Na hora das despedidas, a mãe do noivo, que adora mamãe, que já estava na sua segunda roupa da noite e que tinha costurado o vestido que usou na festa, fez mil elogios a mim. Porque ela estava tão feliz de eu ser tão simpática e bacana, que ela estava realmente super feliz, e deu mil parabéns, porque na época em que ela tinha me conhecido, geeeeente, eu era um pouco antipática, não falava muito, mas também não tinha muito o que se falar. Achei graça.
Numa semana em que eu estava até um pouco infeliz com um detalhe ou outro, ou sei lá, deprimida de um modo geral com minha vida, ser chamada de legal faz bem, e estar num ambiente onde a felicidade reina gratuitamente (ainda que alguns - alguma - não expressem isso de maneira adequada), te deixa num humor gratuitamente feliz. E sabe, aquele menino teve a sua cama de casal nova da casa nova roubada enquanto trabalhava, os ladrões vieram e desmontaram tudo e levaram cada uma das peças, mas tava lá sorrindo feliz porque estava casando com seu amor, e seus amigos fizeram uma vaquinha pra comprar uma cama nova, porque a vida é assim, se perde, se ganha, mas eles não iam passar a lua de mel no chão.

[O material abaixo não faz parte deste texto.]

//! Per-link analytics assembly.

use serde::Serialize;

use crate::domain::analytics::bucket::Bucket;
use crate::domain::analytics::pipeline::{
    group_by_category, group_by_day, top_n, LINK_TREND_DAYS,
};
use crate::domain::analytics::service::{build_bot_split, BotSplitDto};
use crate::domain::model::click_event::ClickEvent;

/// Countries shown in the ranking card.
pub const TOP_COUNTRIES_LIMIT: usize = 10;

#[derive(Debug, Clone, PartialEq, Serialize)]
#[serde(rename_all = "camelCase")]
pub struct LinkSummaryDto {
    pub total_clicks: usize,
    pub unique_countries: usize,
    /// Raw timestamp of the newest event with a parseable date.
    pub last_event_at: Option<String>,
}

#[derive(Debug, Clone, Serialize)]
#[serde(rename_all = "camelCase")]
pub struct LinkAnalyticsDto {
    pub summary: LinkSummaryDto,
    /// Last thirty active days, oldest first.
    pub click_trend: Vec<Bucket>,
    /// All countries, descending by count.
    pub countries: Vec<Bucket>,
    pub top_countries: Vec<Bucket>,
    pub devices: Vec<Bucket>,
    pub operating_systems: Vec<Bucket>,
    pub browsers: Vec<Bucket>,
    pub bot_split: BotSplitDto,
}

/// Build the per-link analytics view. When the event list is an externally
/// paged window, `total_clicks` carries the backend's full count; `None`
/// counts the events given.
pub fn get_link_analytics(events: &[ClickEvent], total_clicks: Option<usize>) -> LinkAnalyticsDto {
    let countries = group_by_category(events, |e| e.country_label().to_string());

    let summary = LinkSummaryDto {
        total_clicks: total_clicks.unwrap_or(events.len()),
        unique_countries: countries.len(),
        last_event_at: last_event_at(events),
    };

    LinkAnalyticsDto {
        summary,
        click_trend: group_by_day(events, |e| e.created_day(), LINK_TREND_DAYS),
        top_countries: top_n(&countries, TOP_COUNTRIES_LIMIT),
        countries,
        devices: group_by_category(events, |e| e.device_label().to_string()),
        operating_systems: group_by_category(events, |e| e.os_label().to_string()),
        browsers: group_by_category(events, |e| e.browser_label().to_string()),
        bot_split: build_bot_split(events),
    }
}

fn last_event_at(events: &[ClickEvent]) -> Option<String> {
    events
        .iter()
        .filter_map(|e| e.created_at_utc().map(|dt| (dt, &e.created_at)))
        .max_by_key(|(dt, _)| *dt)
        .map(|(_, raw)| raw.clone())
}
//! Active rate-limit windows as the backend reports them.

use chrono::{DateTime, Utc};
use serde::{Deserialize, Serialize};

use crate::domain::common::time::parse_timestamp;

/// One active quota window. The entry disappears from the next poll once the
/// window expires or an operator resets it.
#[derive(Debug, Clone, Default, PartialEq, Serialize, Deserialize)]
#[serde(rename_all = "camelCase", default)]
pub struct RateLimitEntry {
    /// Composite key, e.g. `ip:203.0.113.5` or `link:promo`.
    pub key: String,
    pub count: u64,
    pub expires_at: String,
}

impl RateLimitEntry {
    /// Parsed expiry. `None` for malformed input, which downstream treats
    /// as already expired.
    pub fn expires_at_utc(&self) -> Option<DateTime<Utc>> {
        parse_timestamp(&self.expires_at)
    }
}

#[cfg(test)]
mod tests {
    use super::*;
    use serde_json::json;

    #[test]
    fn decodes_backend_payload() {
        let entry: RateLimitEntry = serde_json::from_value(json!({
            "key": "ip:203.0.113.5",
            "count": 12,
            "expiresAt": "2024-06-01T00:00:30Z"
        }))
        .expect("decode should succeed");

        assert_eq!(entry.key, "ip:203.0.113.5");
        assert_eq!(entry.count, 12);
        assert!(entry.expires_at_utc().is_some());
    }

    #[test]
    fn malformed_expiry_parses_to_none() {
        let entry = RateLimitEntry {
            expires_at: "soon".to_string(),
            ..RateLimitEntry::default()
        };
        assert_eq!(entry.expires_at_utc(), None);
    }
}
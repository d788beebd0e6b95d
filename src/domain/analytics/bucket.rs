//! Chart bucket DTO.

use serde::{Deserialize, Serialize};

/// One aggregated key/value pair. Day buckets keep chronological order,
/// categorical buckets descending counts.
#[derive(Debug, Clone, PartialEq, Eq, Serialize, Deserialize)]
pub struct Bucket {
    pub key: String,
    pub value: u64,
}

impl Bucket {
    pub fn new(key: impl Into<String>, value: u64) -> Self {
        Self {
            key: key.into(),
            value,
        }
    }
}
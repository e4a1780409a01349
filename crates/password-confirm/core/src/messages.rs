//! User-facing feedback messages

use serde::Deserialize;

/// Built-in message table
#[derive(Debug, Clone, Copy, PartialEq, Eq, Default, Deserialize)]
pub enum Locale {
    #[default]
    #[serde(rename = "zh-TW", alias = "zh-tw", alias = "zh_TW")]
    ZhTw,
    #[serde(rename = "en", alias = "en-US")]
    En,
}

/// Per-message replacements for the built-in table
#[derive(Debug, Clone, Default, Deserialize)]
#[serde(rename_all = "camelCase")]
pub struct MessageOverrides {
    #[serde(default)]
    pub matched: Option<String>,
    #[serde(default)]
    pub mismatched: Option<String>,
    #[serde(default)]
    pub submit_mismatch: Option<String>,
}

/// The three texts a guard can show
#[derive(Debug, Clone, PartialEq, Eq)]
pub struct Messages {
    /// Label text when both fields match
    pub matched: String,
    /// Label text when the confirmation differs
    pub mismatched: String,
    /// Alert text when a mismatched form is submitted
    pub submit_mismatch: String,
}

impl Messages {
    pub fn for_locale(locale: Locale) -> Self {
        let (matched, mismatched, submit_mismatch) = match locale {
            Locale::ZhTw => ("密碼匹配", "密碼不匹配", "確認密碼與新密碼不符"),
            Locale::En => (
                "Passwords match",
                "Passwords do not match",
                "The confirmation does not match the new password",
            ),
        };
        Self {
            matched: matched.to_string(),
            mismatched: mismatched.to_string(),
            submit_mismatch: submit_mismatch.to_string(),
        }
    }

    /// Builds the table for `locale`, then applies any overrides
    pub fn resolve(locale: Locale, overrides: &MessageOverrides) -> Self {
        let mut messages = Self::for_locale(locale);
        if let Some(ref text) = overrides.matched {
            messages.matched = text.clone();
        }
        if let Some(ref text) = overrides.mismatched {
            messages.mismatched = text.clone();
        }
        if let Some(ref text) = overrides.submit_mismatch {
            messages.submit_mismatch = text.clone();
        }
        messages
    }
}

impl Default for Messages {
    fn default() -> Self {
        Self::for_locale(Locale::default())
    }
}
//! Password Confirmation Core
//!
//! Browser-free logic for a "confirm your new password" form.
//! Used by the WASM bindings for live feedback and by server code that
//! re-checks the submitted form with the same rules.
//!
//! The [`FormGuard`] never touches a DOM directly. It reads field values and
//! applies feedback through a [`FormSurface`], so the same guard drives real
//! page elements in the browser and plain fakes in tests.

pub mod config;
pub mod error;
pub mod feedback;
pub mod form;
pub mod guard;
pub mod messages;

pub use config::*;
pub use error::*;
pub use feedback::*;
pub use form::*;
pub use guard::*;
pub use messages::*;
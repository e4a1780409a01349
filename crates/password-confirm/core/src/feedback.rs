//! Feedback state derived from the password / confirmation pair

use serde::Serialize;

/// Visual tone applied to the feedback label and confirmation field
#[derive(Debug, Clone, Copy, PartialEq, Eq)]
pub enum Tone {
    Success,
    Danger,
}

/// Live feedback for the confirmation field.
///
/// Always recomputed from the current field values, never cached.
#[derive(Debug, Clone, Copy, PartialEq, Eq, Serialize)]
#[serde(rename_all = "lowercase")]
pub enum FeedbackState {
    /// Confirmation field is empty
    Empty,
    /// Both fields hold exactly the same value
    Match,
    /// Confirmation is non-empty and differs from the password
    Mismatch,
}

impl FeedbackState {
    /// Derives the state from the two raw field values.
    ///
    /// Comparison is exact and case-sensitive. An empty confirmation is
    /// `Empty` whatever the password holds.
    ///
    /// # Examples
    /// ```
    /// use password_confirm_core::FeedbackState;
    /// assert_eq!(FeedbackState::evaluate("abc", ""), FeedbackState::Empty);
    /// assert_eq!(FeedbackState::evaluate("abc", "abc"), FeedbackState::Match);
    /// assert_eq!(FeedbackState::evaluate("abc", "ABC"), FeedbackState::Mismatch);
    /// ```
    pub fn evaluate(password: &str, confirmation: &str) -> Self {
        if confirmation.is_empty() {
            FeedbackState::Empty
        } else if passwords_match(password, confirmation) {
            FeedbackState::Match
        } else {
            FeedbackState::Mismatch
        }
    }

    /// Tone to display, `None` means every tone class is cleared
    pub fn tone(self) -> Option<Tone> {
        match self {
            FeedbackState::Empty => None,
            FeedbackState::Match => Some(Tone::Success),
            FeedbackState::Mismatch => Some(Tone::Danger),
        }
    }

    /// Whether the submit control should be disabled.
    ///
    /// `None` leaves the control as it is. The empty state does not reset a
    /// control that an earlier mismatch disabled.
    pub fn submit_disabled(self) -> Option<bool> {
        match self {
            FeedbackState::Empty => None,
            FeedbackState::Match => Some(false),
            FeedbackState::Mismatch => Some(true),
        }
    }

    pub fn as_str(self) -> &'static str {
        match self {
            FeedbackState::Empty => "empty",
            FeedbackState::Match => "match",
            FeedbackState::Mismatch => "mismatch",
        }
    }
}

/// Exact equality of the two raw values, as checked at submit time
pub fn passwords_match(password: &str, confirmation: &str) -> bool {
    password == confirmation
}
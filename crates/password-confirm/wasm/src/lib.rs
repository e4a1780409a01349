//! Password Confirmation WASM
//!
//! WebAssembly bindings for the password confirmation guard.
//! Gives live "passwords match" feedback using the same check the server runs.

use wasm_bindgen::prelude::*;
use web_sys::{Element, HtmlFormElement, HtmlInputElement};

use password_confirm_core::FeedbackState;

pub mod error;
pub mod guard;
pub mod handles;
pub mod surface;

pub use error::GuardError;
pub use guard::{attach_on_dom_ready, attach_when_ready, parse_options, PasswordGuard};
pub use handles::GuardHandles;
pub use surface::{Alerter, DomSurface};

/// Set panic hook for better error messages in the browser
#[wasm_bindgen(start)]
pub fn init() {
    #[cfg(feature = "console_error_panic_hook")]
    console_error_panic_hook::set_once();

    #[cfg(feature = "auto-attach")]
    {
        if let Err(e) = attach_when_ready(Default::default(), Alerter::Window) {
            tracing::warn!("password guard not attached: {}", e);
        }
    }
}

/// Bind a guard to the elements with the configured ids.
///
/// Waits for `DOMContentLoaded` if the document is still loading. If a
/// required element is missing, nothing is bound and no error is raised.
///
/// # Example (JavaScript)
/// ```javascript
/// attachPasswordGuard({ locale: 'en', ids: { form: 'changePassword' } });
/// ```
#[wasm_bindgen(js_name = attachPasswordGuard)]
pub fn attach_password_guard(options: JsValue) -> Result<(), JsValue> {
    let (config, alerter) = parse_options(&options)?;
    attach_when_ready(config, alerter)?;
    Ok(())
}

/// Bind a guard to explicit element handles.
///
/// The returned guard owns the listeners: keep it, call `persist()`, or
/// call `detach()` to unbind.
///
/// # Example (JavaScript)
/// ```javascript
/// const guard = bindPasswordGuard(pw, confirm, label, form, button, {
///     onMismatch: (msg) => showToast(msg),
/// });
/// ```
#[wasm_bindgen(js_name = bindPasswordGuard)]
pub fn bind_password_guard(
    password: HtmlInputElement,
    confirmation: HtmlInputElement,
    feedback: Element,
    form: HtmlFormElement,
    submit: Option<Element>,
    options: JsValue,
) -> Result<PasswordGuard, JsValue> {
    let (config, alerter) = parse_options(&options)?;
    let handles = GuardHandles {
        password,
        confirmation,
        feedback,
        form,
        submit,
    };
    Ok(PasswordGuard::bind(handles, &config, alerter)?)
}

/// Quick comparison: `"empty"`, `"match"` or `"mismatch"`
#[wasm_bindgen(js_name = evaluatePasswords)]
pub fn evaluate_passwords(password: &str, confirmation: &str) -> String {
    FeedbackState::evaluate(password, confirmation).as_str().to_string()
}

E quando voltamos pra casa eu estava morrendo de sono e até fiquei mal humorada com mamãe, mas eu não podia estar mais satisfeita de ter ido nesse casamento. Sair do mundo que eu criei na minha cabeça, expandi-lo um pouco mais e estar sinceramente feliz por algo tão distante e tão próximo. Cansa ser uma pessoa só, ver o mundo de um jeito só. Quando criança, eu era obcecada por entrar na mente dos outros. Nos meus dias mais solitários, eu só queria entrar de penetra no cérebro de alguém e viver a vida nos sentidos daquela pessoa, descobrir as aventuras de estar naquela pele, e desvendar tantos mistérios inacessíveis a mim. Quando, num raio de sabedoria científica, eu percebi que se entrasse no cérebro de outra pessoa eu automaticamente perderia o acesso à minha memória, e que, quando voltasse ao meu corpo, eu igualmente não conseguiria mais acessar as memórias que construí no outro cérebro, portanto seria incapaz de lembrar do passeio, fiquei muito decepcionada.
Estamos nesse relacionamento com nós mesmos até que a morte nos separe.